I can bake on the weekends when Tom was able to watch Nora. That works out pretty well, as long as we don’t have other bigger things to take care of. Like this past weekend we moved Nora into her own room, and trying to do that in the 1.5 hour time slots between her naps while also having to take care of her took up a lot of time, and when we were done, all I wanted to do was relax.
Raisin scones top view
There is a specialty food store down the street from me called Donnybrook Fair. It’s a quick 10 minute walk from my place, and when I was pregnant I would walk there to get lunch and some sort of baked good every couple of days. I continued this tradition with Nora, taking her with me for a quick excursion to get out of the apartment for a little while. One day they were sold out of pastries but they still had raisin scones for sale. I realized I had never had a scone before, and having recently watched the new season of Curb Your Enthusiasm, I decided to give them a try. Well, I was hooked. They reminded me of my Grandma’s Irish soda bread, which is apparently not really Irish. For a couple of weeks I would pick up a couple and have one with my coffee in the mornings after Nora went down for her nap around 10 AM.
Raisin scone with coffeeOne weekend I found a recipe from the BBC with a ridiculously good rating and decided to try making them. I substituted buttermilk for the regular milk the recipe called for and added raisins in an attempt to make them taste as close to possible as my Grandma’s soda bread. They were a success! I’ve made the recipe a couple of times now and I absolutely love them. I have to eat one as soon as they come out of the oven, but then I freeze the others and take out one per day to have with my coffee. This little bit of me-time has become something I look forward to each morning.
Today I managed to throw them together during one of Nora’s naps. The cleanup had to wait until a little later, but I was so happy to be able to do something I enjoy during the week, without needing Tom to run interference.
Below is the BBC’s recipe with my modifications, translated for my US readers.

Buttermilk Raisin Scones


  • 3 cups self-rising flour, plus more for dusting
  • ¼ tsp salt
  • 1 tsp baking powder
  • 6 tbsp butter, cut into cubes
  • 3 tbsp granulated sugar
  • 3/4 cup buttermilk
  • 1 tsp vanilla extract
  • 1 beaten egg, to glaze
  1. Preheat oven to 400 F. Put a baking sheet in the oven.
  2. Pour the 3 cups of self-rising flour into a large bowl with ¼ tsp salt and 1 tsp baking powder, then mix.
  3. Add 6 tbsp butter cubes, then rub in with your fingers until the mix looks like fine crumbs then stir in 3 tbsp sugar.
  4. Measure 3/4 cup buttermilk in a glass liquid measuring cup and heat in the microwave for about 30 secs until warm, but not hot.
  5. Add 1 tsp vanilla extract, then set aside for a moment.
  6. Make a well in the dry mix, then add the liquid and combine it quickly with a wooden spoon. If the mixture looks too dry, add an extra splash of buttermilk.
  7. Scatter some flour onto the work surface and tip the dough out. Dredge your hands with a little more flour, then fold the dough over 2-3 times until it’s a little smoother. Pat into a round about 1.5 inches deep.
  8. Take a 2 inch cutter (smooth-edged cutters tend to cut more cleanly, giving a better rise) and dip it into some flour. Plunge into the dough, then repeat until you have four scones. You may need to press what’s left of the dough back into a round to cut out another four.
  9. Brush the tops and sides with a beaten egg, then carefully place onto the hot baking tray.
  10. Bake for 10-12 mins until risen and golden on the top. Eat just warm or cold on the day of baking. If not consuming the day of baking, freeze and reheat later for best results.

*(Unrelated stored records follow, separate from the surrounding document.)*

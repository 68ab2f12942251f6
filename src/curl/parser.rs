use winnow::{
    ModalResult, Parser,
    combinator::{alt, opt, preceded, repeat},
    token::{any, none_of, take_till, take_while},
};

/// One shell word with its quoting resolved.
#[derive(Debug, PartialEq, Eq, Clone)]
pub struct Word {
    pub text: String,
    /// The quote character that opened the word, if it was quoted
    pub quote: Option<char>,
    /// False when a quoted word ran to the end of input
    pub closed: bool,
}

impl Word {
    fn bare(text: &str) -> Self {
        Word {
            text: text.into(),
            quote: None,
            closed: true,
        }
    }

    pub fn is_unterminated(&self) -> bool {
        !self.closed
    }
}

/// Collapse curl line continuations (and plain line breaks) into single spaces.
pub fn join_continuations(raw: &str) -> String {
    raw.replace("\\\r\n", " ")
        .replace("\\\n", " ")
        .replace("\r\n", " ")
        .replace('\n', " ")
}

fn parse_double_quoted_word(s: &mut &str) -> ModalResult<Word> {
    // Inside double quotes a backslash makes the next character literal.
    preceded(
        '"',
        (
            repeat(0.., alt((preceded('\\', any), none_of('"')))),
            opt('"'),
        ),
    )
    .map(|(text, close): (String, Option<char>)| Word {
        text,
        quote: Some('"'),
        closed: close.is_some(),
    })
    .parse_next(s)
}

fn parse_single_quoted_word(s: &mut &str) -> ModalResult<Word> {
    preceded('\'', (take_till(0.., '\''), opt('\'')))
        .map(|(text, close)| Word {
            text: String::from(text),
            quote: Some('\''),
            closed: close.is_some(),
        })
        .parse_next(s)
}

fn parse_bare_word(s: &mut &str) -> ModalResult<Word> {
    take_till(1.., char::is_whitespace)
        .map(Word::bare)
        .parse_next(s)
}

fn parse_word(s: &mut &str) -> ModalResult<Word> {
    preceded(
        take_while(0.., char::is_whitespace),
        alt((
            parse_double_quoted_word,
            parse_single_quoted_word,
            parse_bare_word,
        )),
    )
    .parse_next(s)
}

fn parse_words(s: &mut &str) -> ModalResult<Vec<Word>> {
    repeat(0.., parse_word).parse_next(s)
}

/// Split a command line into words, keeping how each one was quoted.
pub fn lex(raw: &str) -> Vec<Word> {
    let joined = join_continuations(raw);
    let mut input = joined.trim();
    // Every non-empty remainder starts a word, so this cannot fail.
    let words = parse_words(&mut input).unwrap_or_default();
    tracing::trace!(count = words.len(), "lexed command line");
    words
}

/// Split a command line into plain string tokens.
pub fn tokenize(raw: &str) -> Vec<String> {
    lex(raw).into_iter().map(|w| w.text).collect()
}
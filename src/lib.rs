//! Turn pasted curl commands into fetch-style request descriptors.
//!
//! ```
//! use curlfetch::parse_curl;
//!
//! let parsed = parse_curl(r#"curl -d '{"a":1}' https://x.com"#);
//! assert_eq!(parsed.descriptor.method(), "POST");
//! assert_eq!(
//!     parsed.descriptor.options.header("Content-Type"),
//!     Some("application/json;charset=UTF-8")
//! );
//! ```

pub mod classify;
pub mod curl;
pub mod error;
pub mod fetch;
pub mod json;
#[cfg(test)]
mod test_util;

pub use classify::{Classification, classify};
pub use curl::descriptor::{
    Credentials, Headers, ParsedCurl, Redirect, RequestDescriptor, RequestOptions,
};
pub use curl::interpreter::{interpret, parse_curl, parse_curl_strict};
pub use curl::parser::tokenize;
pub use error::{Diagnostic, Error, Result};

  1. So glad you are back to your fabulous baking.
    I can see that this recipe is quite time consuming.
    Love the descriptive verbs!
    Happy 4th month birthday to your little nugget…such a cute picture!

  2. They sound so good. I will have to try. When you come home you will have to try the blueberry lavender scones from Chocolate Springs!

  3. They sound delicious. Keep up the cooking Molly! I love to cook too, but it is time consuming.
    Now that I am retired, I find it more enjoyable and less stressful.